Records from a data collection:

//! Entity fusion
//!
//! Combines normalized entities returned by several providers for the same
//! query. Three strategies:
//!
//! - **best_quality**: highest-confidence entity wins outright
//! - **weighted_average**: entities sharing a normalized name are merged;
//!   genres, terms and popularity are weighted by confidence
//! - **consensus**: entities are clustered by name similarity; the cluster
//!   backed by the most distinct sources wins and earns an agreement boost
//!
//! Fused confidence never exceeds the highest input confidence plus the
//! winning source's trust bonus, and never exceeds 100.

use crate::normalizer::source_trust_bonus;
use crate::types::{FusionStrategy, NormalizedEntity, VocabularyTerm};
use std::collections::{BTreeMap, HashSet};
use tracing::debug;

/// Result of fusing several entities
#[derive(Debug, Clone, PartialEq)]
pub struct FusionOutcome {
    pub entity: NormalizedEntity,
    pub alternatives: Vec<NormalizedEntity>,
    pub confidence: f64,
}

pub struct EntityFuser {
    /// Names at least this similar land in the same consensus cluster
    similarity_threshold: f64,
    /// Confidence added per extra agreeing source in consensus mode
    agreement_boost: f64,
}

impl EntityFuser {
    pub fn new() -> Self {
        Self {
            similarity_threshold: 0.85,
            agreement_boost: 5.0,
        }
    }

    pub fn with_thresholds(similarity_threshold: f64, agreement_boost: f64) -> Self {
        Self {
            similarity_threshold: similarity_threshold.clamp(0.0, 1.0),
            agreement_boost: agreement_boost.max(0.0),
        }
    }

    /// Fuse entities; None only for empty input
    pub fn fuse(
        &self,
        strategy: FusionStrategy,
        entities: Vec<NormalizedEntity>,
    ) -> Option<FusionOutcome> {
        if entities.is_empty() {
            return None;
        }

        let ceiling = entities
            .iter()
            .map(|e| e.confidence)
            .fold(f64::MIN, f64::max);

        let mut outcome = match strategy {
            FusionStrategy::BestQuality => Self::best_quality(entities),
            FusionStrategy::WeightedAverage => Self::weighted_average(entities),
            FusionStrategy::Consensus => self.consensus(entities),
        };

        let bound = (ceiling + source_trust_bonus(&outcome.entity.source)).min(100.0);
        outcome.confidence = outcome.confidence.clamp(0.0, bound);

        debug!(
            strategy = ?strategy,
            source = %outcome.entity.source,
            confidence = outcome.confidence,
            alternatives = outcome.alternatives.len(),
            "Fused entities"
        );

        Some(outcome)
    }

    fn sort_by_confidence(entities: &mut [NormalizedEntity]) {
        // Stable: ties keep provider order
        entities.sort_by(|a, b| {
            b.confidence
                .partial_cmp(&a.confidence)
                .unwrap_or(std::cmp::Ordering::Equal)
        });
    }

    fn best_quality(mut entities: Vec<NormalizedEntity>) -> FusionOutcome {
        Self::sort_by_confidence(&mut entities);
        let entity = entities.remove(0);
        FusionOutcome {
            confidence: entity.confidence,
            entity,
            alternatives: entities,
        }
    }

    fn weighted_average(entities: Vec<NormalizedEntity>) -> FusionOutcome {
        // Group by normalized name, keeping first-seen order
        let mut groups: Vec<Vec<NormalizedEntity>> = Vec::new();
        for entity in entities {
            match groups
                .iter_mut()
                .find(|g| g[0].normalized_name == entity.normalized_name)
            {
                Some(group) => group.push(entity),
                None => groups.push(vec![entity]),
            }
        }

        let mut merged: Vec<NormalizedEntity> = groups.into_iter().map(merge_weighted).collect();
        Self::sort_by_confidence(&mut merged);
        let entity = merged.remove(0);

        FusionOutcome {
            confidence: entity.confidence,
            entity,
            alternatives: merged,
        }
    }

    fn consensus(&self, entities: Vec<NormalizedEntity>) -> FusionOutcome {
        let mut clusters: Vec<Vec<NormalizedEntity>> = Vec::new();
        for entity in entities {
            let slot = clusters.iter().position(|cluster| {
                strsim::normalized_levenshtein(&cluster[0].normalized_name, &entity.normalized_name)
                    >= self.similarity_threshold
            });
            match slot {
                Some(i) => clusters[i].push(entity),
                None => clusters.push(vec![entity]),
            }
        }

        let distinct_sources =
            |c: &Vec<NormalizedEntity>| c.iter().map(|e| e.source.as_str()).collect::<HashSet<_>>().len();
        let best_confidence =
            |c: &Vec<NormalizedEntity>| c.iter().map(|e| e.confidence).fold(f64::MIN, f64::max);

        // Most agreement first, then highest confidence; stable for ties
        clusters.sort_by(|a, b| {
            distinct_sources(b).cmp(&distinct_sources(a)).then_with(|| {
                best_confidence(b)
                    .partial_cmp(&best_confidence(a))
                    .unwrap_or(std::cmp::Ordering::Equal)
            })
        });

        let mut alternatives = Vec::new();
        let mut clusters = clusters.into_iter();
        let mut winner = clusters.next().unwrap_or_default();
        for rest in clusters {
            alternatives.extend(rest);
        }

        let agreeing = distinct_sources(&winner);
        Self::sort_by_confidence(&mut winner);
        let mut members = winner.into_iter();
        let Some(mut primary) = members.next() else {
            // Unreachable for non-empty input; fall back to the best alternative
            Self::sort_by_confidence(&mut alternatives);
            let entity = alternatives.remove(0);
            return FusionOutcome {
                confidence: entity.confidence,
                entity,
                alternatives,
            };
        };

        let supporters: Vec<NormalizedEntity> = members.collect();
        for supporter in &supporters {
            union_terms(&mut primary.terms, &supporter.terms);
            for genre in &supporter.genres {
                if !primary.genres.contains(genre) {
                    primary.genres.push(genre.clone());
                }
            }
        }

        let boost = (self.agreement_boost * agreeing.saturating_sub(1) as f64)
            .min(source_trust_bonus(&primary.source));
        let confidence = primary.confidence + boost;
        primary.confidence = confidence.min(100.0);

        let mut all_alternatives = supporters;
        all_alternatives.extend(alternatives);
        Self::sort_by_confidence(&mut all_alternatives);

        FusionOutcome {
            confidence,
            entity: primary,
            alternatives: all_alternatives,
        }
    }
}

impl Default for EntityFuser {
    fn default() -> Self {
        Self::new()
    }
}

fn union_terms(into: &mut Vec<VocabularyTerm>, from: &[VocabularyTerm]) {
    let mut seen: HashSet<String> = into.iter().map(|t| t.text.to_lowercase()).collect();
    for term in from {
        if seen.insert(term.text.to_lowercase()) {
            into.push(term.clone());
        }
    }
}

/// Merge entities sharing a normalized name, weighting by confidence
fn merge_weighted(mut group: Vec<NormalizedEntity>) -> NormalizedEntity {
    EntityFuser::sort_by_confidence(&mut group);
    if group.len() == 1 {
        return group.remove(0);
    }

    let total_weight: f64 = group.iter().map(|e| e.confidence.max(0.0)).sum();
    let weight = |e: &NormalizedEntity| {
        if total_weight > 0.0 {
            e.confidence.max(0.0) / total_weight
        } else {
            1.0 / group.len() as f64
        }
    };

    // Weighted mean of confidences (never above the max input)
    let confidence: f64 = group.iter().map(|e| e.confidence * weight(e)).sum();

    let mut genre_weights: BTreeMap<String, (f64, usize)> = BTreeMap::new();
    let mut order = 0;
    for entity in &group {
        for genre in &entity.genres {
            let slot = genre_weights.entry(genre.clone()).or_insert((0.0, order));
            slot.0 += weight(entity);
            order += 1;
        }
    }
    let mut genres: Vec<(String, f64, usize)> = genre_weights
        .into_iter()
        .map(|(g, (w, first))| (g, w, first))
        .collect();
    genres.sort_by(|a, b| {
        b.1.partial_cmp(&a.1)
            .unwrap_or(std::cmp::Ordering::Equal)
            .then(a.2.cmp(&b.2))
    });

    let popularity_parts: Vec<(f64, f64)> = group
        .iter()
        .filter_map(|e| e.popularity.map(|p| (p as f64, weight(e))))
        .collect();
    let popularity_weight: f64 = popularity_parts.iter().map(|(_, w)| w).sum();
    let popularity = if popularity_parts.is_empty() {
        None
    } else if popularity_weight > 0.0 {
        let mean = popularity_parts.iter().map(|(p, w)| p * w).sum::<f64>() / popularity_weight;
        Some(mean.round().clamp(0.0, 100.0) as u8)
    } else {
        None
    };

    let sources: Vec<&str> = group.iter().map(|e| e.source.as_str()).collect();
    let mut primary = group[0].clone();
    for other in group.iter().skip(1) {
        union_terms(&mut primary.terms, &other.terms);
        for (key, value) in &other.metadata {
            primary
                .metadata
                .entry(key.clone())
                .or_insert_with(|| value.clone());
        }
    }
    primary
        .metadata
        .insert("fused_sources".to_string(), serde_json::json!(sources));
    primary.genres = genres.into_iter().map(|(g, _, _)| g).collect();
    primary.popularity = popularity;
    primary.confidence = confidence;
    primary
}
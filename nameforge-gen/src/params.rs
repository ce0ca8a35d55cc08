//! Pipeline tuning parameters
//!
//! Parsed from the `[pipeline]` table of `nameforge.toml`. Every field has a
//! compiled default so a partial table (or none at all) is valid.

use serde::{Deserialize, Serialize};
use std::time::Duration;
use tracing::warn;

/// Repetition guard windows and probabilities
#[derive(Debug, Clone, PartialEq, Serialize, Deserialize)]
#[serde(default)]
pub struct FilterParams {
    /// Words seen this recently are rejected outright (same content type)
    pub very_recent_window_secs: u64,
    /// Words seen within this window are rejected with `recent_reject_probability`
    pub recent_window_secs: u64,
    /// History horizon; older entries are purged
    pub history_horizon_secs: u64,
    pub cross_type_reject_probability: f64,
    pub recent_reject_probability: f64,
    /// Rejection chance for words older than the recent window but inside the horizon
    pub extended_reject_probability: f64,
    /// Share of significant words that may overlap the current batch
    pub overlap_ratio: f64,
    /// Absolute cap on overlapping significant words
    pub overlap_cap: usize,
    pub max_history_entries: usize,
    /// Tokens shorter than this never count as significant
    pub significant_min_len: usize,
}

impl Default for FilterParams {
    fn default() -> Self {
        Self {
            very_recent_window_secs: 120,
            recent_window_secs: 600,
            history_horizon_secs: 3600,
            cross_type_reject_probability: 0.25,
            recent_reject_probability: 0.5,
            extended_reject_probability: 0.3,
            overlap_ratio: 0.6,
            overlap_cap: 2,
            max_history_entries: 2000,
            significant_min_len: 4,
        }
    }
}

/// Fallback manager tuning
#[derive(Debug, Clone, PartialEq, Serialize, Deserialize)]
#[serde(default)]
pub struct FallbackParams {
    /// EMA smoothing factor for provider success rate and latency
    pub ema_alpha: f64,
    pub emergency_ttl_secs: u64,
    /// Confidence multiplier applied to emergency-cache hits
    pub emergency_discount: f64,
    pub emergency_capacity: usize,
    /// Successful responses collected before fusing
    pub fusion_max_sources: usize,
    pub retry_backoff_ms: u64,
    pub sweep_interval_secs: u64,
}

impl Default for FallbackParams {
    fn default() -> Self {
        Self {
            ema_alpha: 0.3,
            emergency_ttl_secs: 4 * 3600,
            emergency_discount: 0.8,
            emergency_capacity: 500,
            fusion_max_sources: 3,
            retry_backoff_ms: 200,
            sweep_interval_secs: 300,
        }
    }
}

impl FallbackParams {
    pub fn emergency_ttl(&self) -> Duration {
        Duration::from_secs(self.emergency_ttl_secs)
    }

    pub fn retry_backoff(&self) -> Duration {
        Duration::from_millis(self.retry_backoff_ms)
    }

    pub fn sweep_interval(&self) -> Duration {
        Duration::from_secs(self.sweep_interval_secs)
    }
}

/// Phonetic score cache sizing
#[derive(Debug, Clone, PartialEq, Serialize, Deserialize)]
#[serde(default)]
pub struct PhoneticParams {
    pub cache_capacity: usize,
    pub cache_ttl_secs: u64,
    pub sweep_interval_secs: u64,
}

impl Default for PhoneticParams {
    fn default() -> Self {
        Self {
            cache_capacity: 2000,
            cache_ttl_secs: 3600,
            sweep_interval_secs: 600,
        }
    }
}

/// Orchestrator budgets
#[derive(Debug, Clone, PartialEq, Serialize, Deserialize)]
#[serde(default)]
pub struct OrchestratorParams {
    /// Attempt budget is `max(min_attempts, count * attempt_multiplier)`
    pub attempt_multiplier: usize,
    pub min_attempts: usize,
    /// Extra candidates gathered beyond `count` so the optimizer has a choice
    pub overgeneration_ratio: f64,
    /// 0..1; higher favours dynamic and fused patterns
    pub creativity: f64,
    /// Pattern re-draws per candidate before the hardcoded phrase is used
    pub pattern_retry_limit: usize,
    /// Phonetic overall score a pattern candidate should reach
    pub min_phonetic_quality: f64,
}

impl Default for OrchestratorParams {
    fn default() -> Self {
        Self {
            attempt_multiplier: 10,
            min_attempts: 30,
            overgeneration_ratio: 0.5,
            creativity: 0.5,
            pattern_retry_limit: 5,
            min_phonetic_quality: 45.0,
        }
    }
}

impl OrchestratorParams {
    pub fn attempt_budget(&self, count: usize) -> usize {
        self.min_attempts.max(count.saturating_mul(self.attempt_multiplier))
    }

    pub fn candidate_target(&self, count: usize) -> usize {
        let extra = (count as f64 * self.overgeneration_ratio.max(0.0)).ceil() as usize;
        count + extra
    }
}

/// All pipeline tuning
#[derive(Debug, Clone, Default, PartialEq, Serialize, Deserialize)]
#[serde(default)]
pub struct PipelineParams {
    pub filter: FilterParams,
    pub fallback: FallbackParams,
    pub phonetic: PhoneticParams,
    pub orchestrator: OrchestratorParams,
}

impl PipelineParams {
    /// Parse from the raw `[pipeline]` table
    pub fn from_table(table: &toml::Table) -> Result<Self, toml::de::Error> {
        toml::Value::Table(table.clone()).try_into()
    }

    /// Parse with graceful degradation: malformed tables fall back to defaults
    pub fn from_optional_table(table: Option<&toml::Table>) -> Self {
        match table {
            None => Self::default(),
            Some(t) => Self::from_table(t).unwrap_or_else(|e| {
                warn!("Invalid [pipeline] table ({}), using defaults", e);
                Self::default()
            }),
        }
    }
}

#[cfg(test)]
mod tests {
    use super::*;

    #[test]
    fn test_partial_table_keeps_defaults() {
        let table: toml::Table = toml::from_str(
            r#"
            [filter]
            recent_window_secs = 300

            [orchestrator]
            creativity = 0.9
            "#,
        )
        .unwrap();

        let params = PipelineParams::from_table(&table).unwrap();
        assert_eq!(params.filter.recent_window_secs, 300);
        assert_eq!(params.filter.very_recent_window_secs, 120);
        assert_eq!(params.orchestrator.creativity, 0.9);
        assert_eq!(params.fallback, FallbackParams::default());
    }

    #[test]
    fn test_malformed_table_falls_back_to_defaults() {
        let table: toml::Table = toml::from_str(
            r#"
            [filter]
            recent_window_secs = "ten minutes"
            "#,
        )
        .unwrap();

        assert!(PipelineParams::from_table(&table).is_err());
        assert_eq!(
            PipelineParams::from_optional_table(Some(&table)),
            PipelineParams::default()
        );
    }

    #[test]
    fn test_attempt_budget() {
        let params = OrchestratorParams::default();
        assert_eq!(params.attempt_budget(1), 30);
        assert_eq!(params.attempt_budget(10), 100);
        assert_eq!(params.candidate_target(4), 6);
        assert_eq!(params.candidate_target(1), 2);
    }
}
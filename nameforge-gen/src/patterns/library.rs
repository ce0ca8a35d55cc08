//! Built-in pattern library

use super::{Applicability, FusionMethod, PatternCategory, PatternDefinition, PatternKind};
use crate::error::PatternError;
use crate::types::ContentType;
use tracing::warn;

use Applicability::{Band, Both, Song};
use PatternCategory::*;

/// (id, category, template, weight, applicability, genres, moods)
type TemplateRow = (
    &'static str,
    PatternCategory,
    &'static str,
    f64,
    Applicability,
    &'static [&'static str],
    &'static [&'static str],
);

const TEMPLATES: &[TemplateRow] = &[
    // One word
    ("single-noun", Classic, "{noun}", 1.0, Both, &[], &[]),
    ("single-plural", Classic, "{plural}", 1.0, Band, &[], &[]),
    ("single-compound", Compound, "{compound}", 1.2, Both, &["metal", "electronic", "hip-hop"], &[]),
    ("single-gerund", Action, "{gerund}", 0.8, Song, &[], &["energetic", "melancholic"]),
    // Two words
    ("adjective-plural", Classic, "{adjective} {plural}", 1.5, Band, &[], &[]),
    ("adjective-noun", Descriptive, "{adjective} {noun}", 1.3, Both, &[], &[]),
    ("the-plural", Classic, "The {plural}", 1.2, Band, &["rock", "punk", "indie"], &[]),
    ("noun-plural", Compound, "{noun} {plural}", 1.0, Band, &[], &[]),
    ("gerund-noun", Action, "{gerund} {noun}", 1.0, Song, &[], &["energetic", "aggressive"]),
    ("number-plural", Numeric, "{number} {plural}", 0.6, Both, &["punk", "pop", "hip-hop"], &[]),
    ("music-noun", Abstract, "{noun} {music}", 0.7, Song, &["classical", "jazz", "ambient"], &[]),
    ("past-noun", Narrative, "{past} {noun}", 0.8, Song, &[], &["melancholic", "sad"]),
    // Three words
    ("the-adjective-plural", Classic, "The {adjective} {plural}", 1.6, Band, &[], &[]),
    ("adjective-noun-plural", Descriptive, "{adjective} {noun} {plural}", 1.0, Band, &[], &[]),
    ("noun-of-plural", Narrative, "{noun} of {plural}", 1.2, Both, &["metal", "folk", "classical"], &["dark", "mysterious"]),
    ("gerund-the-noun", Action, "{gerund} the {noun}", 1.2, Song, &["rock", "punk"], &["energetic", "aggressive"]),
    ("noun-verbs-adjective", Abstract, "{noun} {verbs} {adjective}", 0.7, Song, &[], &[]),
    ("adjective-adjective-noun", Descriptive, "{adjective} {adjective} {noun}", 0.8, Both, &[], &[]),
    ("number-adjective-plural", Numeric, "{number} {adjective} {plural}", 0.6, Band, &[], &[]),
    ("verb-the-noun", Action, "{verb} the {noun}", 1.0, Song, &["pop", "rock", "hip-hop"], &["uplifting", "happy"]),
    // Four words
    ("noun-of-the-plural", Narrative, "{noun} of the {plural}", 1.3, Both, &["metal", "folk"], &["dark", "mysterious"]),
    ("gerund-in-the-noun", Narrative, "{gerund} in the {noun}", 1.2, Song, &[], &["melancholic", "chill", "romantic"]),
    ("the-adjective-noun-plural", Descriptive, "The {adjective} {noun} {plural}", 1.0, Band, &[], &[]),
    ("adjective-noun-of-plural", Abstract, "{adjective} {noun} of {plural}", 0.9, Both, &["indie", "ambient"], &[]),
    ("when-the-plural-verb", Narrative, "When the {plural} {verb}", 0.8, Song, &["folk", "country", "blues"], &["melancholic", "sad"]),
    ("plural-and-plural", Classic, "{plural} and {plural}", 0.9, Band, &["folk", "indie"], &[]),
    // Five words
    ("the-adjective-plural-of-noun", Narrative, "The {adjective} {plural} of {noun}", 1.0, Band, &[], &["mysterious", "dark"]),
    ("gerund-through-the-adjective-noun", Action, "{gerund} through the {adjective} {noun}", 1.0, Song, &[], &["energetic", "uplifting"]),
    ("noun-of-the-adjective-plural", Narrative, "{noun} of the {adjective} {plural}", 1.1, Both, &["metal", "rock"], &[]),
    ("all-the-adjective-plural-verb", Abstract, "All the {adjective} {plural} {verb}", 0.7, Song, &["pop", "indie"], &[]),
    // Six words
    ("song-dont-verb-the-adjective-noun", Narrative, "Don't {verb} the {adjective} {noun} tonight", 0.8, Song, &["pop", "rock", "country"], &["romantic", "happy"]),
    ("the-adjective-noun-and-the-plural", Classic, "The {adjective} {noun} and the {plural}", 0.8, Band, &["indie", "folk"], &[]),
    ("plural-in-the-noun-of-noun", Narrative, "{plural} in the {noun} of {noun}", 0.7, Song, &[], &["mysterious", "dark"]),
];

/// Registry of every pattern the selector can draw
#[derive(Debug, Clone)]
pub struct PatternLibrary {
    patterns: Vec<PatternDefinition>,
}

impl PatternLibrary {
    pub fn builtin() -> Self {
        let mut patterns: Vec<PatternDefinition> = TEMPLATES
            .iter()
            .filter_map(|(id, category, source, weight, applicability, genres, moods)| {
                match PatternDefinition::template(id, *category, source, *weight, *applicability) {
                    Ok(p) => Some(p.with_genres(genres).with_moods(moods)),
                    Err(e) => {
                        warn!(pattern = id, error = %e, "Skipping malformed built-in pattern");
                        None
                    }
                }
            })
            .collect();

        patterns.push(PatternDefinition {
            id: "dynamic-structure".to_string(),
            category: PatternCategory::Dynamic,
            min_word_count: 1,
            max_word_count: 10,
            weight: 1.0,
            applicability: Both,
            genres: Vec::new(),
            moods: Vec::new(),
            kind: PatternKind::Dynamic,
        });

        for (method, min, max, weight) in [
            (FusionMethod::Combine, 3, 10, 0.9),
            (FusionMethod::Interweave, 4, 10, 0.6),
            (FusionMethod::Transform, 2, 8, 0.8),
        ] {
            patterns.push(PatternDefinition {
                id: format!("fused-{}", method.as_str()),
                category: PatternCategory::Fused,
                min_word_count: min,
                max_word_count: max,
                weight,
                applicability: Both,
                genres: Vec::new(),
                moods: Vec::new(),
                kind: PatternKind::Fused(method),
            });
        }

        Self { patterns }
    }

    /// Library from explicit definitions
    pub fn from_patterns(patterns: Vec<PatternDefinition>) -> Self {
        Self { patterns }
    }

    pub fn patterns(&self) -> &[PatternDefinition] {
        &self.patterns
    }

    pub fn get(&self, id: &str) -> Option<&PatternDefinition> {
        self.patterns.iter().find(|p| p.id == id)
    }

    pub fn len(&self) -> usize {
        self.patterns.len()
    }

    pub fn is_empty(&self) -> bool {
        self.patterns.is_empty()
    }

    /// Patterns that can produce `word_count` words for `content_type`
    pub fn candidates(&self, word_count: usize, content_type: ContentType) -> Vec<&PatternDefinition> {
        self.patterns
            .iter()
            .filter(|p| p.supports(word_count) && p.applicability.allows(content_type))
            .collect()
    }

    pub fn require_candidates(
        &self,
        word_count: usize,
        content_type: ContentType,
    ) -> Result<Vec<&PatternDefinition>, PatternError> {
        let found = self.candidates(word_count, content_type);
        if found.is_empty() {
            Err(PatternError::NoPatternForCount(word_count))
        } else {
            Ok(found)
        }
    }
}

impl Default for PatternLibrary {
    fn default() -> Self {
        Self::builtin()
    }
}

#[cfg(test)]
mod tests {
    use super::*;
    use std::collections::HashSet;

    #[test]
    fn test_builtin_templates_parse() {
        let library = PatternLibrary::builtin();
        assert_eq!(library.len(), TEMPLATES.len() + 4);

        let ids: HashSet<&str> = library.patterns().iter().map(|p| p.id.as_str()).collect();
        assert_eq!(ids.len(), library.len(), "duplicate pattern ids");
    }

    #[test]
    fn test_template_ranges_match_word_count() {
        let library = PatternLibrary::builtin();
        for pattern in library.patterns() {
            if let PatternKind::Template(t) = &pattern.kind {
                assert_eq!(pattern.min_word_count, t.word_count(), "{}", pattern.id);
                assert_eq!(pattern.max_word_count, t.word_count(), "{}", pattern.id);
            }
        }
    }

    #[test]
    fn test_every_count_has_candidates() {
        let library = PatternLibrary::builtin();
        for n in 1..=10 {
            for content_type in [ContentType::Band, ContentType::Song] {
                let found = library.require_candidates(n, content_type).unwrap();
                assert!(found.iter().all(|p| p.supports(n)));
            }
        }
        assert!(library.require_candidates(11, ContentType::Band).is_err());
    }
}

Task requirements: Each line above that contains the string "aggressive" should be copied.

Expected answer:
    ("gerund-noun", Action, "{gerund} {noun}", 1.0, Song, &[], &["energetic", "aggressive"]),
    ("gerund-the-noun", Action, "{gerund} the {noun}", 1.2, Song, &["rock", "punk"], &["energetic", "aggressive"]),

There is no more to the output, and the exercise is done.